Complexity A Guided Tour Melanie Mitchell


Download Complexity A Guided Tour Melanie Mitchell PDF/ePub or read online books in Mobi eBooks. Click Download or Read Online button to get Complexity A Guided Tour Melanie Mitchell book now. This website allows unlimited access to, at the time of writing, more than 1.5 million titles, including hundreds of thousands of titles in various foreign languages.

Download

Complexity


Complexity

Author: Melanie Mitchell

language: en

Publisher: Oxford University Press

Release Date: 2009-04-01


DOWNLOAD





What enables individually simple insects like ants to act with such precision and purpose as a group? How do trillions of neurons produce something as extraordinarily complex as consciousness? In this remarkably clear and companionable book, leading complex systems scientist Melanie Mitchell provides an intimate tour of the sciences of complexity, a broad set of efforts that seek to explain how large-scale complex, organized, and adaptive behavior can emerge from simple interactions among myriad individuals. Based on her work at the Santa Fe Institute and drawing on its interdisciplinary strategies, Mitchell brings clarity to the workings of complexity across a broad range of biological, technological, and social phenomena, seeking out the general principles or laws that apply to all of them. Richly illustrated, Complexity: A Guided Tour--winner of the 2010 Phi Beta Kappa Book Award in Science--offers a wide-ranging overview of the ideas underlying complex systems science, the current research at the forefront of this field, and the prospects for its contribution to solving some of the most important scientific questions of our time.

Artificial Intelligence


Artificial Intelligence

Author: Melanie Mitchell

language: en

Publisher: Penguin UK

Release Date: 2019-10-15


DOWNLOAD





'After reading Mitchell’s guide, you’ll know what you don’t know and what other people don’t know, even though they claim to know it. And that’s invaluable'' The New York Times A leading computer scientist brings human sense to the AI bubble No recent scientific enterprise has been so alluring, terrifying and filled with extravagant promise and frustrating setbacks as artificial intelligence. Writing with clarity and passion, leading AI researcher Melanie Mitchell offers a captivating account of modern-day artificial intelligence. Flavoured with personal stories and a twist of humour, Artificial Intelligence illuminates the workings of machines that mimic human learning, perception, language, creativity and common sense. Weaving together advances in AI with cognitive science and philosophy, Mitchell probes the extent to which today's 'smart' machines can actually think or understand, and whether AI even requires such elusive human qualities at all. Artificial Intelligence: A Guide for Thinking Humans provides readers with an accessible and clear-eyed view of the AI landscape, what the field has actually accomplished, how much further it has to go and what it means for all of our futures.
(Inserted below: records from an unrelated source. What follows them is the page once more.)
//! Index construction
//!
//! [`IndexedWords`] gathers folded headwords in memory; [`build_index`] lays
//! them out as a balanced btree of compressed nodes. The builder is
//! single-shot: it writes a complete tree in one pass and never revisits it.

use std::collections::btree_map;
use std::collections::BTreeMap;
use std::iter::Peekable;

use anyhow::{anyhow, Result};
use futures::future::BoxFuture;
use futures::FutureExt;

use super::node::{write_node, INTERNAL_NODE_MARK, U32_SIZE};
use super::{IndexInfo, WordArticleLink};
use crate::folding;
use crate::io::file::IndexFile;

const BTREE_MIN_ELEMENTS: usize = 64;
const BTREE_MAX_ELEMENTS: usize = 4096;

/// Middle matches stop accumulating on a chain once it holds this many
/// records; whole-headword records are always kept.
const MAX_MIDDLE_MATCHES: usize = 1024;

type WordIter<'w> = Peekable<btree_map::Iter<'w, String, Vec<WordArticleLink>>>;

/// In-memory builder state: folded keys mapped to their chains, sorted in
/// byte-lexicographic order.
#[derive(Debug, Default)]
pub struct IndexedWords {
    words: BTreeMap<String, Vec<WordArticleLink>>,
}

impl IndexedWords {
    /// An empty map.
    pub fn new() -> Self {
        Self::default()
    }

    /// Number of distinct folded keys.
    pub fn len(&self) -> usize {
        self.words.len()
    }

    /// Whether any key has been added.
    pub fn is_empty(&self) -> bool {
        self.words.is_empty()
    }

    /// Register a headword under its folded key, and additionally under the
    /// folded tail starting at each interior token, so that "york" in
    /// "New York City" is reachable. Interior entries carry the preceding
    /// text as their prefix.
    pub fn add_word(&mut self, word: &str, article_offset: u32) {
        let trimmed = word.trim_matches(|c: char| folding::is_whitespace(c));

        let mut in_token = false;
        let mut starts = Vec::new();
        for (pos, c) in trimmed.char_indices() {
            let boundary = folding::is_whitespace(c) || folding::is_punct(c);
            if !boundary && !in_token {
                starts.push(pos);
            }
            in_token = !boundary;
        }

        for start in starts {
            let tail = &trimmed[start..];
            let chain = self.words.entry(folding::apply(tail)).or_default();

            // Don't overpopulate chains with middle matches; the
            // whole-headword entry always goes in.
            if chain.len() < MAX_MIDDLE_MATCHES || start == 0 {
                chain.push(WordArticleLink::with_prefix(
                    tail,
                    article_offset,
                    &trimmed[..start],
                ));
            }
        }
    }

    /// Register exactly one entry under the word's folded key, with no
    /// middle-match expansion.
    pub fn add_single_word(&mut self, word: &str, article_offset: u32) {
        self.words
            .entry(folding::apply(word))
            .or_default()
            .push(WordArticleLink::new(word, article_offset));
    }

    pub(crate) fn chain(&self, folded: &str) -> Option<&[WordArticleLink]> {
        self.words.get(folded).map(|chain| chain.as_slice())
    }

    fn iter(&self) -> WordIter<'_> {
        self.words.iter().peekable()
    }
}

/// Write `words` as a btree at the file's current position and return where
/// its root landed.
///
/// Empty keys are skipped; an input with no usable keys still produces a
/// valid (single empty leaf) tree. The fanout is chosen so that most
/// real-world dictionaries get a two-level tree.
pub async fn build_index(words: &IndexedWords, file: &mut IndexFile) -> Result<IndexInfo> {
    let mut iter = words.iter();
    let mut index_size = words.len();

    // Skip any empty words. No point in indexing those, and some source
    // dictionaries are known to contain buggy empty-headword entries.
    while index_size > 0 && iter.peek().is_some_and(|(key, _)| key.is_empty()) {
        iter.next();
        index_size -= 1;
    }

    let max_elements =
        ((index_size as f64).sqrt() as usize + 1).clamp(BTREE_MIN_ELEMENTS, BTREE_MAX_ELEMENTS);

    tracing::debug!(
        entries = index_size,
        fanout = max_elements,
        "building btree index"
    );

    let mut last_leaf_link_offset = 0;
    let root_offset = build_node(
        &mut iter,
        index_size,
        file,
        max_elements,
        &mut last_leaf_link_offset,
    )
    .await?;

    Ok(IndexInfo {
        fanout: max_elements as u32,
        root_offset,
    })
}

/// Recursively serialize one subtree, consuming exactly `index_size` entries
/// from the iterator, and return the subtree root's offset.
///
/// `last_leaf_link_offset` tracks where the previously written leaf's
/// forward-link word sits on disk; each new leaf patches it to point at
/// itself and leaves its own link behind.
fn build_node<'a, 'w: 'a>(
    iter: &'a mut WordIter<'w>,
    index_size: usize,
    file: &'a mut IndexFile,
    max_elements: usize,
    last_leaf_link_offset: &'a mut u32,
) -> BoxFuture<'a, Result<u32>> {
    async move {
        let is_leaf = index_size <= max_elements;

        let mut payload = Vec::new();

        if is_leaf {
            payload.extend_from_slice(&(index_size as u32).to_le_bytes());

            for _ in 0..index_size {
                let (_, chain) = iter
                    .next()
                    .ok_or_else(|| anyhow!("btree partition ran out of entries"))?;

                let size_pos = payload.len();
                payload.extend_from_slice(&0u32.to_le_bytes());

                let mut size = 0;
                for link in chain {
                    payload.extend_from_slice(link.word.as_bytes());
                    payload.push(0);
                    payload.extend_from_slice(link.prefix.as_bytes());
                    payload.push(0);
                    payload.extend_from_slice(&link.article_offset.to_le_bytes());
                    size += (link.word.len() + 1 + link.prefix.len() + 1 + U32_SIZE) as u32;
                }
                payload[size_pos..size_pos + U32_SIZE].copy_from_slice(&size.to_le_bytes());
            }
        } else {
            payload.extend_from_slice(&INTERNAL_NODE_MARK.to_le_bytes());
            // Reserve the child offset array; pivots follow it.
            payload.resize(U32_SIZE * (max_elements + 2), 0);
            let mut pivots = Vec::new();

            let mut prev_entry = 0;
            for x in 0..max_elements {
                let cur_entry = index_size * (x + 1) / (max_elements + 1);

                let child = build_node(
                    iter,
                    cur_entry - prev_entry,
                    file,
                    max_elements,
                    last_leaf_link_offset,
                )
                .await?;
                payload[U32_SIZE * (x + 1)..U32_SIZE * (x + 2)]
                    .copy_from_slice(&child.to_le_bytes());

                // The iterator now rests on the first key of the next slice:
                // that key is this child's pivot.
                let (key, _) = iter
                    .peek()
                    .ok_or_else(|| anyhow!("btree partition ran out of pivot keys"))?;
                pivots.extend_from_slice(key.as_bytes());
                pivots.push(0);

                prev_entry = cur_entry;
            }

            // Rightmost child takes the remainder.
            let child = build_node(
                iter,
                index_size - prev_entry,
                file,
                max_elements,
                last_leaf_link_offset,
            )
            .await?;
            payload[U32_SIZE * (max_elements + 1)..U32_SIZE * (max_elements + 2)]
                .copy_from_slice(&child.to_le_bytes());

            payload.extend_from_slice(&pivots);
        }

        let offset = write_node(file, &payload).await?;

        if is_leaf {
            // A link to the next leaf, which is zero and which will be
            // patched should another leaf follow.
            file.write_u32(0).await?;

            let here = file.tell().await?;
            if *last_leaf_link_offset != 0 {
                file.seek(*last_leaf_link_offset as u64).await?;
                file.write_u32(offset).await?;
                file.seek(here).await?;
            }
            *last_leaf_link_offset = (here as u32) - U32_SIZE as u32;
        }

        Ok(offset)
    }
    .boxed()
}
An Introduction to Genetic Algorithms


An Introduction to Genetic Algorithms

Author: Melanie Mitchell

language: en

Publisher: MIT Press

Release Date: 1998-03-02


DOWNLOAD





Genetic algorithms have been used in science and engineering as adaptive algorithms for solving practical problems and as computational models of natural evolutionary systems. This brief, accessible introduction describes some of the most interesting research in the field and also enables readers to implement and experiment with genetic algorithms on their own. It focuses in depth on a small set of important and interesting topics—particularly in machine learning, scientific modeling, and artificial life—and reviews a broad span of research, including the work of Mitchell and her colleagues. The descriptions of applications and modeling projects stretch beyond the strict boundaries of computer science to include dynamical systems theory, game theory, molecular biology, ecology, evolutionary biology, and population genetics, underscoring the exciting "general purpose" nature of genetic algorithms as search methods that can be employed across disciplines. An Introduction to Genetic Algorithms is accessible to students and researchers in any scientific discipline. It includes many thought and computer exercises that build on and reinforce the reader's understanding of the text. The first chapter introduces genetic algorithms and their terminology and describes two provocative applications in detail. The second and third chapters look at the use of genetic algorithms in machine learning (computer programs, data analysis and prediction, neural networks) and in scientific models (interactions among learning, evolution, and culture; sexual selection; ecosystems; evolutionary activity). Several approaches to the theory of genetic algorithms are discussed in depth in the fourth chapter. The fifth chapter takes up implementation, and the last chapter poses some currently unanswered questions and surveys prospects for the future of evolutionary computation.